Por fin parece que me he sacudido, al menos por ahora, el sino maldito con que nací un día de noviembre de 1910 en Badajoz. Mi apellido Expósito lo dice todo. Mi cuna fue la inclusa, y mi casa, primero el hospicio, después la calle, y siempre el desamparo. La mili fue un alivio para mí, sirviéndome de escuela y de hogar. La hice en el 1932. Allí, muchas noches, haciendo guardia, medité sobre ese signo fatal con el que había nacido. Decidí echarle un pulso al destino y me juré a mí mismo medrar en la vida a costa de lo que fuera.
Cuando acabé la mili vine a este pueblo, próximo a Badajoz. Eran tiempos difíciles, pero la gente decidida creaba negocios de la nada. Uno de ellos fue Rogelio Candiles, el padre de Pascuala. En realidad él empezó con la trapería poco antes de casarse con Casilda la Cestera, allá por el 1908. Trabajando día y noche como burros -según él me contó-, acondicionaron para almacén una nave, grande y alta, que estaba junto a la casa donde ellos vivían. En ella almacenaban cuantos desechos encontraban tirados por el pueblo o les daban los vecinos, ya fueran papeles, cartones, trapos, cacharros, chatarras, pellejos de animales y toda clase de material aparentemente inservible. Cuando reunía suficiente para una carga, avisaba a una casa de recuperaciones de Badajoz y venía una camioneta a recogerlo. Rogelio solía ir acompañando la carga; cobraba, y se volvía por la noche en el tren correo. Durante muchos años, Rogelio se sirvió de un pequeño carro de varas que él arrastraba como un buey de un lado para otro, recogiendo cuanto encontraba de utilidad.
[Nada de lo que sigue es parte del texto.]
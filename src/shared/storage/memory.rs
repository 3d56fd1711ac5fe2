use super::KeyValueStorage;
use crate::shared::errors::{AppError, AppResult};
use dashmap::DashMap;
use std::sync::atomic::{AtomicUsize, Ordering};

/// In-memory storage with an optional byte quota, like a browser origin's
/// local storage. Used by tests and by hosts without a writable disk.
#[derive(Debug, Default)]
pub struct MemoryStorage {
    entries: DashMap<String, String>,
    quota_bytes: Option<usize>,
    writes: AtomicUsize,
}

impl MemoryStorage {
    pub fn new() -> Self {
        Self::default()
    }

    /// Writes that would push the total key+value size past `bytes` fail
    pub fn with_quota(bytes: usize) -> Self {
        Self {
            quota_bytes: Some(bytes),
            ..Self::default()
        }
    }

    /// Number of successful `set` calls
    pub fn write_count(&self) -> usize {
        self.writes.load(Ordering::SeqCst)
    }

    fn used_bytes_without(&self, key: &str) -> usize {
        self.entries
            .iter()
            .filter(|entry| entry.key() != key)
            .map(|entry| entry.key().len() + entry.value().len())
            .sum()
    }
}

impl KeyValueStorage for MemoryStorage {
    fn get(&self, key: &str) -> AppResult<Option<String>> {
        Ok(self.entries.get(key).map(|v| v.value().clone()))
    }

    fn set(&self, key: &str, value: &str) -> AppResult<()> {
        if let Some(quota) = self.quota_bytes {
            let needed = self.used_bytes_without(key) + key.len() + value.len();
            if needed > quota {
                return Err(AppError::StorageError(format!(
                    "Quota exceeded writing '{}' ({} of {} bytes)",
                    key, needed, quota
                )));
            }
        }
        self.entries.insert(key.to_string(), value.to_string());
        self.writes.fetch_add(1, Ordering::SeqCst);
        Ok(())
    }

    fn remove(&self, key: &str) -> AppResult<()> {
        self.entries.remove(key);
        Ok(())
    }
}
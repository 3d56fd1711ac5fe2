use serde::{Deserialize, Serialize};

/// Running time in minutes
#[derive(Debug, Clone, Copy, PartialEq, Eq, Serialize, Deserialize)]
#[serde(transparent)]
pub struct Runtime(u32);

impl Runtime {
    /// TMDB reports 0 when the runtime is unknown
    pub fn from_minutes(minutes: Option<u32>) -> Option<Self> {
        minutes.filter(|m| *m > 0).map(Runtime)
    }

    pub fn minutes(&self) -> u32 {
        self.0
    }

    /// `2h 11min`
    pub fn label(&self) -> String {
        format!("{}h {}min", self.0 / 60, self.0 % 60)
    }
}
mod category;
mod rating;
mod release_date;
mod runtime;

pub use category::Category;
pub use rating::{Rating, RatingTier};
pub use release_date::ReleaseDate;
pub use runtime::Runtime;
use super::cards::{Banner, TitleCard};
use crate::modules::catalog::{CatalogService, Category};
use crate::modules::favorites::FavoritesState;
use crate::shared::application::LoadState;
use serde::Serialize;

/// One labelled row of cards on the home screen
#[derive(Debug, Clone, PartialEq, Serialize)]
#[serde(rename_all = "camelCase")]
pub struct Row {
    pub category: Category,
    pub label: String,
    pub cards: LoadState<Vec<TitleCard>>,
}

/// Hero banner: the first title of the popular list
pub async fn load_banner(catalog: &CatalogService) -> LoadState<Banner> {
    catalog.featured().await.as_ref().map(Banner::from).into()
}

/// All category rows, fetched concurrently, in display order
pub async fn load_rows(catalog: &CatalogService, favorites: &FavoritesState) -> Vec<Row> {
    let fetches = Category::ALL
        .into_iter()
        .map(|category| async move { (category, catalog.list_by_category(category).await) });
    let settled = futures::future::join_all(fetches).await;

    let collection = favorites.snapshot();
    settled
        .into_iter()
        .map(|(category, titles)| Row {
            category,
            label: category.label().to_string(),
            cards: LoadState::from_items(TitleCard::from_all(&titles, &collection)),
        })
        .collect()
}

/// Favorites screen, rendered from the stored snapshots without any catalog
/// request
pub fn favorite_cards(favorites: &FavoritesState) -> LoadState<Vec<TitleCard>> {
    let collection = favorites.snapshot();
    LoadState::from_items(collection.items().iter().map(TitleCard::from_favorite).collect())
}

/// Remove a title from the favorites screen. False if it was not there.
pub fn unfavorite(favorites: &FavoritesState, id: u32) -> bool {
    match favorites.snapshot().get(id).cloned() {
        Some(item) => !favorites.toggle(item),
        None => false,
    }
}
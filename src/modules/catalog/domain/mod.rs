pub mod entities;
pub mod value_objects;

// Re-exports for easy access
pub use entities::genre::Genre;
pub use entities::title::{TitleDetail, TitleSummary};
pub use entities::video::{select_trailer, VideoClip};
pub use value_objects::{Category, Rating, RatingTier, ReleaseDate, Runtime};
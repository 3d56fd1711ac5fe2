//! Throttled HTTP client shared by the catalog and auth adapters
//!
//! Paces requests through a token bucket so a burst of screens mounting at
//! once stays inside the provider's published limits. Requests are issued
//! once: a failure is mapped to `AppError` and handed back to the caller.

use crate::shared::errors::{AppError, AppResult};
use crate::shared::utils::logger::LogContext;
use governor::{DefaultDirectRateLimiter, Quota, RateLimiter};
use reqwest::{Client, Method, RequestBuilder, Response, StatusCode};
use serde::de::DeserializeOwned;
use serde_json::Value;
use std::num::NonZeroU32;
use std::time::Instant;

const USER_AGENT: &str = "quickbet-movies/0.1";

/// HTTP client that waits on a rate limiter before each request
pub struct ThrottledClient {
    client: Client,
    rate_limiter: DefaultDirectRateLimiter,
    provider_name: String,
}

impl ThrottledClient {
    /// Client for TMDB: ~40 req/sec with a small burst
    pub fn for_tmdb() -> Self {
        Self::new("TMDB", Self::create_rate_limiter(40, 10))
    }

    /// Client for the Supabase auth endpoints
    pub fn for_supabase() -> Self {
        Self::new("Supabase", Self::create_rate_limiter(5, 2))
    }

    /// Create a rate limiter with specified requests per second and burst capacity
    fn create_rate_limiter(requests_per_second: u32, burst_size: u32) -> DefaultDirectRateLimiter {
        let rate = NonZeroU32::new(requests_per_second).unwrap_or(NonZeroU32::MIN);
        let burst = NonZeroU32::new(burst_size).unwrap_or(NonZeroU32::MIN);
        RateLimiter::direct(Quota::per_second(rate).allow_burst(burst))
    }

    /// Create a custom client
    pub fn new(provider_name: &str, rate_limiter: DefaultDirectRateLimiter) -> Self {
        Self {
            client: Client::new(),
            rate_limiter,
            provider_name: provider_name.to_string(),
        }
    }

    /// GET and decode a JSON body
    pub async fn get<T>(&self, url: &str, headers: &[(&str, &str)]) -> AppResult<T>
    where
        T: DeserializeOwned,
    {
        let response = self.send(Method::GET, url, headers, None).await?;
        self.parse_response(response).await
    }

    /// POST a JSON body and decode the JSON reply
    pub async fn post_json<T>(&self, url: &str, headers: &[(&str, &str)], body: &Value) -> AppResult<T>
    where
        T: DeserializeOwned,
    {
        let response = self.send(Method::POST, url, headers, Some(body)).await?;
        self.parse_response(response).await
    }

    /// POST where only the status matters (e.g. 204 No Content)
    pub async fn post_no_content(
        &self,
        url: &str,
        headers: &[(&str, &str)],
        body: Option<&Value>,
    ) -> AppResult<()> {
        self.send(Method::POST, url, headers, body).await.map(|_| ())
    }

    /// Send once, turning non-success statuses into errors
    async fn send(
        &self,
        method: Method,
        url: &str,
        headers: &[(&str, &str)],
        body: Option<&Value>,
    ) -> AppResult<Response> {
        self.rate_limiter.until_ready().await;

        let endpoint = redact_query(url);
        LogContext::api_call(&self.provider_name, &endpoint, "started", None);
        let started = Instant::now();

        let response = self
            .build_request(method, url, headers, body)
            .send()
            .await
            .map_err(|e| {
                log::warn!("{} request to {} failed: {}", self.provider_name, endpoint, e);
                AppError::from(e)
            })?;

        let status = response.status();
        LogContext::api_call(
            &self.provider_name,
            &endpoint,
            status.as_str(),
            Some(started.elapsed().as_millis() as u64),
        );

        if status.is_success() {
            return Ok(response);
        }

        let body_text = response.text().await.unwrap_or_default();
        Err(self.status_error(status, &body_text))
    }

    fn build_request(
        &self,
        method: Method,
        url: &str,
        headers: &[(&str, &str)],
        body: Option<&Value>,
    ) -> RequestBuilder {
        let mut request_builder = self
            .client
            .request(method, url)
            .header("User-Agent", USER_AGENT)
            .header("Accept", "application/json");

        for (name, value) in headers {
            request_builder = request_builder.header(*name, *value);
        }

        if let Some(json_body) = body {
            request_builder = request_builder.json(json_body);
        }

        request_builder
    }

    fn status_error(&self, status: StatusCode, body: &str) -> AppError {
        let message = extract_error_message(body).unwrap_or_else(|| {
            status
                .canonical_reason()
                .unwrap_or("Unexpected response")
                .to_string()
        });
        log::warn!(
            "{} API returned {}: {}",
            self.provider_name,
            status.as_u16(),
            message
        );
        AppError::from_status(status.as_u16(), message)
    }

    /// Decode the JSON body of a successful response
    async fn parse_response<T>(&self, response: Response) -> AppResult<T>
    where
        T: DeserializeOwned,
    {
        let response_text = response.text().await.map_err(|e| {
            AppError::SerializationError(format!(
                "Failed to read {} response: {}",
                self.provider_name, e
            ))
        })?;

        serde_json::from_str(&response_text).map_err(|e| {
            AppError::SerializationError(format!(
                "Failed to parse {} response: {}. Response: {}",
                self.provider_name,
                e,
                truncate(&response_text, 200)
            ))
        })
    }

    /// Check if a request can be made now (for testing/debugging)
    pub fn can_make_request_now(&self) -> bool {
        self.rate_limiter.check().is_ok()
    }

    /// Get provider name
    pub fn provider_name(&self) -> &str {
        &self.provider_name
    }
}

/// Pull a human-readable message out of a provider error body.
///
/// TMDB uses `status_message`; GoTrue uses `error_description`, `msg` or
/// `message` depending on the endpoint and version.
pub fn extract_error_message(body: &str) -> Option<String> {
    let value: Value = serde_json::from_str(body).ok()?;
    ["error_description", "msg", "message", "status_message", "error"]
        .iter()
        .find_map(|field| value.get(*field).and_then(Value::as_str))
        .map(str::to_string)
        .filter(|message| !message.is_empty())
}

/// Drop the query string so credentials never reach the logs
fn redact_query(url: &str) -> String {
    url.split('?').next().unwrap_or(url).to_string()
}

fn truncate(text: &str, max_chars: usize) -> String {
    if text.chars().count() > max_chars {
        format!("{}...", text.chars().take(max_chars).collect::<String>())
    } else {
        text.to_string()
    }
}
Aun sin tener instrucción alguna, Rogelio poseía un olfato especial para el negocio, una gran tenacidad y mucha tacañería. Así consiguió reunir buenas perras que iba guardando en un armarito empotrado en la pared, junto a la cabecera de su cama, que tenía cerrado con un enorme candado. Sin embargo, ellos siguieron viviendo austeramente, sin hacer otras mejoras en la chatarrería que la compra de una báscula y la colocación de una polea para subir los bultos de trapos hasta un piso o plataforma, levantada a seis metros del suelo, con una superficie como la mitad de la nave. Esta plataforma carecía de barandilla para que Casilda pudiera coger con más facilidad los bultos que Rogelio levantaba con la soga de la polea hasta el borde de aquélla. En un rincón, a la derecha de la plataforma, había un cuartucho con un catre.
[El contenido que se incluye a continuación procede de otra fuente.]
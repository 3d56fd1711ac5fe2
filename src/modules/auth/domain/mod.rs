pub mod credentials;
pub mod session;

// Re-exports for easy access
pub use credentials::Credentials;
pub use session::{AuthUser, Session, SignUpOutcome};
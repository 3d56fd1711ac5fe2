use serde::{Deserialize, Serialize};

const TRAILER_KIND: &str = "Trailer";

/// Video attached to a title (trailer, teaser, clip...)
#[derive(Debug, Clone, PartialEq, Eq, Serialize, Deserialize)]
#[serde(rename_all = "camelCase")]
pub struct VideoClip {
    /// Site-specific id, e.g. the YouTube video id
    pub key: String,
    pub name: String,
    pub site: String,
    pub kind: String,
    pub official: bool,
}

impl VideoClip {
    pub fn is_trailer(&self) -> bool {
        self.kind == TRAILER_KIND
    }

    /// Watch URL, when the hosting site is one we know how to link
    pub fn watch_url(&self) -> Option<String> {
        match self.site.as_str() {
            "YouTube" => Some(format!("https://www.youtube.com/watch?v={}", self.key)),
            "Vimeo" => Some(format!("https://vimeo.com/{}", self.key)),
            _ => None,
        }
    }
}

/// First official trailer, else first trailer of any kind, else nothing
pub fn select_trailer(clips: Vec<VideoClip>) -> Option<VideoClip> {
    let official = clips.iter().position(|c| c.is_trailer() && c.official);
    let any = clips.iter().position(VideoClip::is_trailer);
    official.or(any).map(|index| clips[index].clone())
}
pub mod application;
pub mod domain;

// Re-exports for easy external access
pub use application::{FavoritesState, FavoritesStore, FAVORITES_KEY};
pub use domain::{FavoriteItem, FavoritesCollection, Toggle};
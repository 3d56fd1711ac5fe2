use log::{debug, info, warn};
use std::sync::Once;

static INIT: Once = Once::new();

/// Initialize the logging system
/// This should be called once at application startup
pub fn init_logger() {
    INIT.call_once(|| {
        let result = env_logger::Builder::new()
            .filter_level(log::LevelFilter::Info) // Default level
            .filter_module("quickbet_lib", log::LevelFilter::Debug) // More verbose for our crate
            .filter_module("reqwest", log::LevelFilter::Warn) // Reduce HTTP noise
            .filter_module("hyper", log::LevelFilter::Warn)
            .filter_module("tokio", log::LevelFilter::Warn)
            .parse_env("RUST_LOG")
            .format_timestamp_secs()
            .format_target(false)
            .format_module_path(false)
            .try_init();

        match result {
            Ok(()) => info!("Logging system initialized"),
            // Another logger (test harness, host app) got there first
            Err(_) => debug!("Logger already installed, keeping existing one"),
        }
    });
}

/// Macro for structured logging with context
#[macro_export]
macro_rules! log_info {
    ($($arg:tt)*) => {
        log::info!($($arg)*)
    };
}

#[macro_export]
macro_rules! log_debug {
    ($($arg:tt)*) => {
        log::debug!($($arg)*)
    };
}

#[macro_export]
macro_rules! log_warn {
    ($($arg:tt)*) => {
        log::warn!($($arg)*)
    };
}

#[macro_export]
macro_rules! log_error {
    ($($arg:tt)*) => {
        log::error!($($arg)*)
    };
}

/// Structured logging helpers for common patterns
pub struct LogContext;

impl LogContext {
    /// Log API calls
    pub fn api_call(provider: &str, endpoint: &str, status: &str, duration_ms: Option<u64>) {
        match duration_ms {
            Some(duration) => info!(
                "API: {} {} {} in {}ms",
                provider, endpoint, status, duration
            ),
            None => debug!("API: Starting {} {}", provider, endpoint),
        }
    }

    /// Log search operations
    pub fn search_operation(query: &str, provider: Option<&str>, results: Option<usize>) {
        match (provider, results) {
            (Some(p), Some(r)) => info!("Search: '{}' via {} returned {} results", query, p, r),
            (Some(p), None) => debug!("Search: Starting '{}' via {}", query, p),
            (None, Some(r)) => info!("Search: '{}' returned {} results", query, r),
            (None, None) => debug!("Search: Starting '{}'", query),
        }
    }

    /// Log key-value storage reads and writes
    pub fn storage_operation(operation: &str, key: &str, bytes: Option<usize>) {
        match bytes {
            Some(len) => debug!("Storage: {} '{}' ({} bytes)", operation, key, len),
            None => debug!("Storage: {} '{}' (no value)", operation, key),
        }
    }

    /// Log session transitions. Never pass credentials here.
    pub fn auth_event(event: &str, email: Option<&str>) {
        match email {
            Some(address) => info!("Auth: {} for {}", event, address),
            None => info!("Auth: {}", event),
        }
    }

    /// Log a recovered failure: the caller degrades instead of propagating
    pub fn degraded(context: &str, error: &dyn std::error::Error) {
        warn!("{} failed, degrading to empty state: {}", context, error);
    }

    /// Log performance metrics
    pub fn performance_metric(operation: &str, duration_ms: u64, additional_info: Option<&str>) {
        match additional_info {
            Some(info) => info!(
                "Performance: {} took {}ms ({})",
                operation, duration_ms, info
            ),
            None => info!("Performance: {} took {}ms", operation, duration_ms),
        }
    }
}

/// Helper for timing operations
pub struct TimedOperation {
    start: std::time::Instant,
    operation: String,
}

impl TimedOperation {
    pub fn new(operation: &str) -> Self {
        debug!("Starting: {}", operation);
        Self {
            start: std::time::Instant::now(),
            operation: operation.to_string(),
        }
    }

    pub fn finish(self) -> u64 {
        let duration = self.start.elapsed().as_millis() as u64;
        LogContext::performance_metric(&self.operation, duration, None);
        duration
    }

    pub fn finish_with_info(self, info: &str) -> u64 {
        let duration = self.start.elapsed().as_millis() as u64;
        LogContext::performance_metric(&self.operation, duration, Some(info));
        duration
    }
}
Fue un día de mayo de 1935 cuando llegué a este pueblo y lo pateé de arriba abajo, buscando trabajo. Casualmente encontré a Rogelio Candiles rebuscando en un basurero. Me acerqué y me puse a ayudarle de forma espontánea, mientras le preguntaba detalles sobre el pueblo. En seguida me di cuenta de que Rogelio era poco hablador y pensaba mucho sus escasas palabras. Le insinué que me gustaría trabajar para él a cambio de cobijo y comida. De momento no me dio una respuesta concreta. Tras recorrer gran parte del pueblo, con el carro a tope, llegamos a la trapería. Me impresionó los montones de papeles, cartones y chatarras, agrupados en voluminosos bultos y colocados ordenadamente. Descargamos el material y lo fuimos colocando en el sitio que le correspondía. Luego empujó a una pila de trapos hasta ponerla debajo de la polea. Le enganchó la soga y me ordenó levantarla tirando del otro extremo, mientras él subía por la escalera de hierro hasta la plataforma. Cuando conseguí levantar la pila de trapos a la altura de la plataforma, él extendió el brazo, agarró la pila y la arrastró dentro.
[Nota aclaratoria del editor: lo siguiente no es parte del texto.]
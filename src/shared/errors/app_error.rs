use serde::Serialize;
use thiserror::Error;

#[derive(Error, Debug, Clone, PartialEq, Serialize)]
#[serde(tag = "type", content = "message")]
pub enum AppError {
    #[error("API error: {0}")]
    ApiError(String),

    #[error("Not found: {0}")]
    NotFound(String),

    #[error("Invalid input: {0}")]
    InvalidInput(String),

    #[error("Unauthorized: {0}")]
    Unauthorized(String),

    #[error("Rate limit exceeded: {0}")]
    RateLimitError(String),

    #[error("Serialization error: {0}")]
    SerializationError(String),

    #[error("Validation error: {0}")]
    ValidationError(String),

    #[error("Storage error: {0}")]
    StorageError(String),

    /// Message is shown inline to the user as-is.
    #[error("{0}")]
    AuthError(String),

    #[error("Configuration error: {0}")]
    ConfigurationError(String),

    #[error("External service error: {0}")]
    ExternalServiceError(String),
}

impl From<reqwest::Error> for AppError {
    fn from(err: reqwest::Error) -> Self {
        if err.is_timeout() {
            AppError::ExternalServiceError("Request timeout".to_string())
        } else if err.is_connect() {
            AppError::ExternalServiceError("Failed to connect to external service".to_string())
        } else if let Some(status) = err.status() {
            AppError::from_status(status.as_u16(), err.to_string())
        } else {
            AppError::ApiError(err.to_string())
        }
    }
}

impl From<serde_json::Error> for AppError {
    fn from(err: serde_json::Error) -> Self {
        AppError::SerializationError(err.to_string())
    }
}

impl From<std::io::Error> for AppError {
    fn from(err: std::io::Error) -> Self {
        AppError::StorageError(err.to_string())
    }
}

impl AppError {
    /// Map an HTTP status plus the provider's message onto the taxonomy.
    /// Client errors keep the provider's wording untouched.
    pub fn from_status(status: u16, message: String) -> Self {
        match status {
            429 => AppError::RateLimitError(message),
            404 => AppError::NotFound(message),
            401 | 403 => AppError::Unauthorized(message),
            500..=599 => AppError::ExternalServiceError(format!("HTTP {}: {}", status, message)),
            _ => AppError::ApiError(message),
        }
    }

    pub fn is_not_found(&self) -> bool {
        matches!(self, AppError::NotFound(_))
    }
}

// Result type alias for convenience
pub type AppResult<T> = Result<T, AppError>;
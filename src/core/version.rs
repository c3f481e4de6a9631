//! Build metadata generated by the build script.

include!(concat!(env!("OUT_DIR"), "/version.rs"));

/// Build time string from the build script (UTC)
pub fn build_time() -> &'static str {
    BUILD_TIME
}

/// Short git hash captured by the build script
pub fn git_hash() -> &'static str {
    GIT_HASH
}

/// One-line banner: package version plus build metadata
pub fn banner() -> String {
    format!(
        "{} {} ({}, built {})",
        env!("CARGO_PKG_NAME"),
        env!("CARGO_PKG_VERSION"),
        git_hash(),
        build_time()
    )
}
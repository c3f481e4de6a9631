//! Test modules for the bounded priority queue
//!
//! Tests are organized by functional area for better maintainability.

use crate::queue::api::{BoundedPriorityQueue, QueueStats};
use std::time::Duration;

mod core_functionality;

/// How long a blocked operation is given to (wrongly) resolve
const BLOCKED_FOR: Duration = Duration::from_millis(50);

/// Yield until the queue state satisfies `predicate`, so that spawned
/// producers/consumers have registered before the test continues
async fn wait_until<T>(queue: &BoundedPriorityQueue<T>, predicate: impl Fn(&QueueStats) -> bool) {
    let settled = tokio::time::timeout(Duration::from_secs(5), async {
        while !predicate(&queue.stats()) {
            tokio::task::yield_now().await;
        }
    })
    .await;
    assert!(settled.is_ok(), "queue never reached expected state: {:?}", queue.stats());
}
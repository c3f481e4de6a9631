pub mod app;
pub mod core;
pub mod queue;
Después me llevó a su casa. Entramos en la cocina. Allí trajinaba Casilda, una mujer rolliza y sonriente, de brillantes mofletes arrebolados, con un gran moño y muy enlutada. Rogelio, cogiéndome por detrás del cuello, me puso ante ella y le dijo:
-Este muchacho se llama Cirilo Expósito. Va a trabajar en la trapería a cambio de alojamiento y comida. Dormirá en el cuarto de arriba del almacén.
La mujer, con agradable semblante, me preguntó de dónde era y cómo estaba mi familia. Le conté la verdad: que, a poco de nacer, me habían recogido en la inclusa y me había criado en un hospicio de Badajoz.
-Ay, pobrecito -dijo Casilda-. Pero mira qué buen mozo está hecho. Dios no abandona a sus criaturas.
-¿Dios? -contesté con desparpajo-. Más bien diría yo que el destino.
Casilda se quedó seria y deslizó su mirada desde mi cabeza hasta mis pies. En aquel momento desvié la vista hacia la salita del comedor. Sentada en una rústica silla, una muchacha rubia, de cara redonda, muy blanca, me observaba sonriente mientras zurcía unos calcetines. Era Pascuala. El sol de aquel frío noviembre, que entraba por la ventana, le daba un encanto especial. No sé por qué cruzó por mi cabeza la idea -afilada como un halcón- de que un día ella sería mi mujer y aquella casa, mi casa.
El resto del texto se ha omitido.